Presiden, kata dia, menyadari adanya pengaruh kuat Israel terhadap kebijakan Amerika Serikat yang menjadi aktor kunci dalam dewan tersebut.

Meski demikian, Prabowo meyakini pengaruh tersebut dapat diseimbangkan dengan membangun solidaritas

dan kekompakan bersama negara-negara Islam yang juga tergabung dalam Board of Peace.
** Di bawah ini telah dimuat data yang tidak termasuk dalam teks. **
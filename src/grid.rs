//! Dividing the screen into cells and placing a target in each.

use crate::config::{ConfigError, Placement};
use crate::position::Position;

/// The grid of target positions for one screen.
///
/// The screen, less `padding` pixels on every side, is cut into `cols` by
/// `rows` equal cells. Targets either sit in the middle of each cell, or on
/// every cell corner, which gives one more column and one more row of them.
/// Cells are numbered row by row from the top left.
#[derive(Debug, Clone, PartialEq, Eq)]
pub struct Grid {
    cols: u32,
    rows: u32,
    placement: Placement,
    padding: u32,
    resolution: (u32, u32),
}

impl Grid {
    pub fn new(
        cols: u32,
        rows: u32,
        placement: Placement,
        padding: u32,
        resolution: (u32, u32),
    ) -> Result<Self, ConfigError> {
        if cols == 0 || rows == 0 {
            return Err(ConfigError::EmptyGrid { cols, rows });
        }
        let (w, h) = resolution;
        if padding.saturating_mul(2) >= w || padding.saturating_mul(2) >= h {
            return Err(ConfigError::PaddingTooLarge {
                padding,
                resolution,
            });
        }
        let area = (w - 2 * padding, h - 2 * padding);
        if cols > area.0 || rows > area.1 {
            return Err(ConfigError::GridTooDense { cols, rows, area });
        }

        Ok(Self {
            cols,
            rows,
            placement,
            padding,
            resolution,
        })
    }

    /// Number of targets per row.
    pub fn effective_cols(&self) -> u32 {
        match self.placement {
            Placement::Middle => self.cols,
            Placement::Corners => self.cols + 1,
        }
    }

    /// Number of targets per column.
    pub fn effective_rows(&self) -> u32 {
        match self.placement {
            Placement::Middle => self.rows,
            Placement::Corners => self.rows + 1,
        }
    }

    /// Total number of target positions.
    pub fn cell_count(&self) -> usize {
        self.effective_cols() as usize * self.effective_rows() as usize
    }

    /// `(col, row)` of the target with the given index.
    pub fn col_row(&self, index: usize) -> (u32, u32) {
        let cols = self.effective_cols() as usize;
        ((index % cols) as u32, (index / cols) as u32)
    }

    /// Pixel position of the target with the given index.
    pub fn target_position(&self, index: usize) -> Position {
        let (col, row) = self.col_row(index);
        let (w, h) = self.resolution;
        let cell_w = (w - 2 * self.padding) / self.cols;
        let cell_h = (h - 2 * self.padding) / self.rows;

        let (x, y) = match self.placement {
            Placement::Middle => (cell_w * col + cell_w / 2, cell_h * row + cell_h / 2),
            Placement::Corners => (cell_w * col, cell_h * row),
        };

        // corner targets on the far edges would land one past the last pixel
        Position::new(
            (self.padding + x).min(w - 1),
            (self.padding + y).min(h - 1),
        )
    }

    /// Every target position, in index order.
    pub fn positions(&self) -> impl Iterator<Item = Position> + '_ {
        (0..self.cell_count()).map(|i| self.target_position(i))
    }

    pub fn resolution(&self) -> (u32, u32) {
        self.resolution
    }
}

#[cfg(test)]
mod tests {
    use super::*;

    #[test]
    fn middle_of_each_cell() {
        let grid = Grid::new(2, 2, Placement::Middle, 0, (1000, 800)).unwrap();
        assert_eq!(grid.cell_count(), 4);
        let positions: Vec<Position> = grid.positions().collect();
        assert_eq!(
            positions,
            vec![
                Position::new(250, 200),
                Position::new(750, 200),
                Position::new(250, 600),
                Position::new(750, 600),
            ]
        );
    }

    #[test]
    fn index_is_row_major() {
        let grid = Grid::new(5, 3, Placement::Middle, 0, (1920, 1080)).unwrap();
        assert_eq!(grid.col_row(0), (0, 0));
        assert_eq!(grid.col_row(4), (4, 0));
        assert_eq!(grid.col_row(5), (0, 1));
        assert_eq!(grid.col_row(14), (4, 2));
    }

    #[test]
    fn corners() {
        let grid = Grid::new(2, 1, Placement::Corners, 0, (1000, 800)).unwrap();
        assert_eq!(grid.cell_count(), 6);
        assert_eq!(grid.col_row(3), (0, 1));
        assert_eq!(grid.target_position(0), Position::new(0, 0));
        assert_eq!(grid.target_position(1), Position::new(500, 0));
        assert_eq!(grid.target_position(2), Position::new(999, 0));
        assert_eq!(grid.target_position(5), Position::new(999, 799));
    }

    #[test]
    fn padding_shrinks_the_grid() {
        let grid = Grid::new(1, 1, Placement::Corners, 100, (1000, 800)).unwrap();
        assert_eq!(grid.target_position(0), Position::new(100, 100));
        assert_eq!(grid.target_position(3), Position::new(900, 700));

        let grid = Grid::new(2, 1, Placement::Middle, 100, (1000, 800)).unwrap();
        assert_eq!(grid.target_position(0), Position::new(300, 400));
    }

    #[test]
    fn bad_grids() {
        assert!(matches!(
            Grid::new(0, 3, Placement::Middle, 0, (100, 100)),
            Err(ConfigError::EmptyGrid { cols: 0, rows: 3 })
        ));
        assert!(matches!(
            Grid::new(1, 1, Placement::Middle, 50, (100, 200)),
            Err(ConfigError::PaddingTooLarge { .. })
        ));
    }

    #[test]
    fn cells_must_be_at_least_one_unit_wide() {
        assert!(matches!(
            Grid::new(81, 3, Placement::Middle, 0, (80, 24)),
            Err(ConfigError::GridTooDense {
                cols: 81,
                rows: 3,
                area: (80, 24)
            })
        ));
        assert!(matches!(
            Grid::new(5, 21, Placement::Corners, 2, (80, 24)),
            Err(ConfigError::GridTooDense { area: (76, 20), .. })
        ));

        let grid = Grid::new(80, 24, Placement::Middle, 0, (80, 24)).unwrap();
        let first = grid.target_position(0);
        assert_ne!(grid.target_position(1), first);
        assert_ne!(grid.target_position(80), first);
    }
}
“Kalau dari daya tekan bahwa Indonesia secara dalam individual tidaklah terlalu besar, kekuatan itu juga nantinya

bisa diperbesar lagi melalui adanya kebersamaan dengan adanya negara-negara Islam lainnya seperti dari Mesir,

Turki, Arab Saudi, Yordania, dan juga lainnya. Jadi Presiden juga bisa di katakan sangatlah sadar dari risikonya dan juga bersikap realistis,” jelas Dino.

Nilai Indonesia Siap Mundur Jika Prinsip Dilanggar

Lebih lanjut, Dino mengungkapkan bahwa Prabowo menekankan pentingnya sikap waspada dalam mengikuti dinamika Board of Peace ke depan.

Presiden, kata dia, berulang kali menegaskan bahwa Indonesia tidak akan segan menarik diri apabila langkah-langkah yang diambil organisasi

tersebut bertentangan dengan prinsip, nilai, dan kepentingan nasional Indonesia.

“Ini berkali-kali beliau sampaikan. Indonesia tidak akan ragu untuk keluar, meskipun negara lain tetap bertahan.

Penegasan ini menjadi poin penting yang kami apresiasi,” ujar Dino.

Ia juga menuturkan bahwa pertemuan dengan Presiden berlangsung dalam suasana yang sangat terbuka dan dialogis.

Diskusi tidak bersifat satu arah, melainkan mencakup berbagai pandangan, termasuk kritik, potensi risiko, skenario terburuk,

hingga kemungkinan dampak negatif bagi Indonesia.

“Saya cukup terkejut karena diskusinya benar-benar terbuka. Semua masukan, termasuk risiko dan kritik,

dibahas secara jujur dan langsung direspons oleh Presiden,” pungkas Dino.

Kalau mau versi lebih singkat, lebih tajam ala headline politik, atau gaya opini, bilang saja ya. terbuka.

Semua masukan, termasuk risiko dan kritik, dibahas secara jujur dan langsung direspons oleh Presiden,” pungkas Tuna55.